[AIM OF THE EXERCISE] All lines before the one containing "pub fn set_global_tokens(&mut", plus that line itself, are to be printed exactly as they appear below.

[RECORD EXTRACTS]
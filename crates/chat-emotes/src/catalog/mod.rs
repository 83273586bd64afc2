//! Per-session emote and badge index.
//!
//! Holds the third-party emote tokens and Twitch badge tables known for
//! the global scope and for each joined channel. Fetching is done
//! elsewhere; this type only stores what it is given and answers lookups.
//! Every setter replaces its part wholesale.

#[cfg(test)]
mod tests;

use std::collections::HashMap;

use serde::{Deserialize, Serialize};

use crate::model::ThirdPartyEmoteToken;

/// One image version of a badge.
#[derive(Debug, Clone, PartialEq, Eq, Default, Serialize, Deserialize)]
pub struct BadgeVersion {
    pub image_url_1x: String,
    #[serde(default)]
    pub image_url_2x: String,
    #[serde(default)]
    pub image_url_4x: String,
    #[serde(default)]
    pub title: String,
}

/// Version id -> image.
pub type BadgeVersions = HashMap<String, BadgeVersion>;

/// Badge type (`subscriber`, `moderator`, ...) -> versions.
pub type BadgeSets = HashMap<String, BadgeVersions>;

/// A badge a chatter wears, as listed in the message tags.
#[derive(Debug, Clone, PartialEq, Eq, Serialize, Deserialize)]
pub struct UserBadge {
    pub badge_type: String,
    pub version: String,
}

impl UserBadge {
    pub fn new(badge_type: impl Into<String>, version: impl Into<String>) -> Self {
        Self {
            badge_type: badge_type.into(),
            version: version.into(),
        }
    }
}

/// A badge ready to render.
#[derive(Debug, Clone, PartialEq, Eq, Serialize, Deserialize)]
#[serde(rename_all = "camelCase")]
pub struct BadgeImage {
    pub badge_type: String,
    pub version: String,
    pub url: String,
}

/// Emote tokens and badge tables for the global scope and each channel.
#[derive(Debug, Clone, Default)]
pub struct EmoteCatalog {
    global_tokens: Vec<ThirdPartyEmoteToken>,
    channel_tokens: HashMap<String, Vec<ThirdPartyEmoteToken>>,
    global_badges: BadgeSets,
    channel_badges: HashMap<String, BadgeSets>,
}

/// Strip a leading `#` and lowercase.
pub fn normalize_channel(channel: &str) -> String {
    channel.trim().trim_start_matches('#').to_lowercase()
}

impl EmoteCatalog {
    pub fn new() -> Self {
        Self::default()
    }

    pub fn set_global_tokens(&mut self, tokens: Vec<ThirdPartyEmoteToken>) {
        tracing::debug!(count = tokens.len(), "Global emote tokens replaced");
        self.global_tokens = tokens;
    }

    pub fn set_channel_tokens(&mut self, channel: &str, tokens: Vec<ThirdPartyEmoteToken>) {
        let channel = normalize_channel(channel);
        tracing::debug!(channel, count = tokens.len(), "Channel emote tokens replaced");
        self.channel_tokens.insert(channel, tokens);
    }

    pub fn set_global_badges(&mut self, badges: BadgeSets) {
        self.global_badges = badges;
    }

    pub fn set_channel_badges(&mut self, channel: &str, badges: BadgeSets) {
        self.channel_badges.insert(normalize_channel(channel), badges);
    }

    /// Forget the channel's emote tokens. Badge tables are kept.
    pub fn remove_channel(&mut self, channel: &str) {
        self.channel_tokens.remove(&normalize_channel(channel));
    }

    /// Drop everything, as after a disconnect.
    pub fn clear(&mut self) {
        *self = Self::default();
    }

    /// Tokens to scan for `channel`: global first, then channel, each in catalog order.
    pub fn third_party_tokens_for(&self, channel: &str) -> Vec<ThirdPartyEmoteToken> {
        let mut tokens = self.global_tokens.clone();
        if let Some(channel_tokens) = self.channel_tokens.get(&normalize_channel(channel)) {
            tokens.extend(channel_tokens.iter().cloned());
        }
        tokens
    }

    /// Global badge sets overlaid by the channel's; a channel set replaces
    /// the global set of the same type.
    pub fn platform_badges_for(&self, channel: &str) -> BadgeSets {
        let mut sets = self.global_badges.clone();
        if let Some(channel_sets) = self.channel_badges.get(&normalize_channel(channel)) {
            for (badge_type, versions) in channel_sets {
                sets.insert(badge_type.clone(), versions.clone());
            }
        }
        sets
    }

    /// Images for the badges a chatter wears, in the chatter's order.
    ///
    /// Badges missing from the merged tables are skipped.
    pub fn resolve_badges(&self, channel: &str, badges: &[UserBadge]) -> Vec<BadgeImage> {
        if badges.is_empty() {
            return Vec::new();
        }
        let sets = self.platform_badges_for(channel);
        badges
            .iter()
            .filter_map(|badge| {
                let version = sets.get(&badge.badge_type)?.get(&badge.version)?;
                Some(BadgeImage {
                    badge_type: badge.badge_type.clone(),
                    version: badge.version.clone(),
                    url: version.image_url_1x.clone(),
                })
            })
            .collect()
    }

    pub fn global_token_count(&self) -> usize {
        self.global_tokens.len()
    }

    pub fn channel_token_count(&self, channel: &str) -> usize {
        self.channel_tokens
            .get(&normalize_channel(channel))
            .map_or(0, Vec::len)
    }
}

[WRITTEN SOLUTION]
filename crates/chat-emotes/src/catalog/mod.rs
repository 83273586bd64afc2
//! Per-session emote and badge index.
//!
//! Holds the third-party emote tokens and Twitch badge tables known for
//! the global scope and for each joined channel. Fetching is done
//! elsewhere; this type only stores what it is given and answers lookups.
//! Every setter replaces its part wholesale.

#[cfg(test)]
mod tests;

use std::collections::HashMap;

use serde::{Deserialize, Serialize};

use crate::model::ThirdPartyEmoteToken;

/// One image version of a badge.
#[derive(Debug, Clone, PartialEq, Eq, Default, Serialize, Deserialize)]
pub struct BadgeVersion {
    pub image_url_1x: String,
    #[serde(default)]
    pub image_url_2x: String,
    #[serde(default)]
    pub image_url_4x: String,
    #[serde(default)]
    pub title: String,
}

/// Version id -> image.
pub type BadgeVersions = HashMap<String, BadgeVersion>;

/// Badge type (`subscriber`, `moderator`, ...) -> versions.
pub type BadgeSets = HashMap<String, BadgeVersions>;

/// A badge a chatter wears, as listed in the message tags.
#[derive(Debug, Clone, PartialEq, Eq, Serialize, Deserialize)]
pub struct UserBadge {
    pub badge_type: String,
    pub version: String,
}

impl UserBadge {
    pub fn new(badge_type: impl Into<String>, version: impl Into<String>) -> Self {
        Self {
            badge_type: badge_type.into(),
            version: version.into(),
        }
    }
}

/// A badge ready to render.
#[derive(Debug, Clone, PartialEq, Eq, Serialize, Deserialize)]
#[serde(rename_all = "camelCase")]
pub struct BadgeImage {
    pub badge_type: String,
    pub version: String,
    pub url: String,
}

/// Emote tokens and badge tables for the global scope and each channel.
#[derive(Debug, Clone, Default)]
pub struct EmoteCatalog {
    global_tokens: Vec<ThirdPartyEmoteToken>,
    channel_tokens: HashMap<String, Vec<ThirdPartyEmoteToken>>,
    global_badges: BadgeSets,
    channel_badges: HashMap<String, BadgeSets>,
}

/// Strip a leading `#` and lowercase.
pub fn normalize_channel(channel: &str) -> String {
    channel.trim().trim_start_matches('#').to_lowercase()
}

impl EmoteCatalog {
    pub fn new() -> Self {
        Self::default()
    }

    pub fn set_global_tokens(&mut self, tokens: Vec<ThirdPartyEmoteToken>) {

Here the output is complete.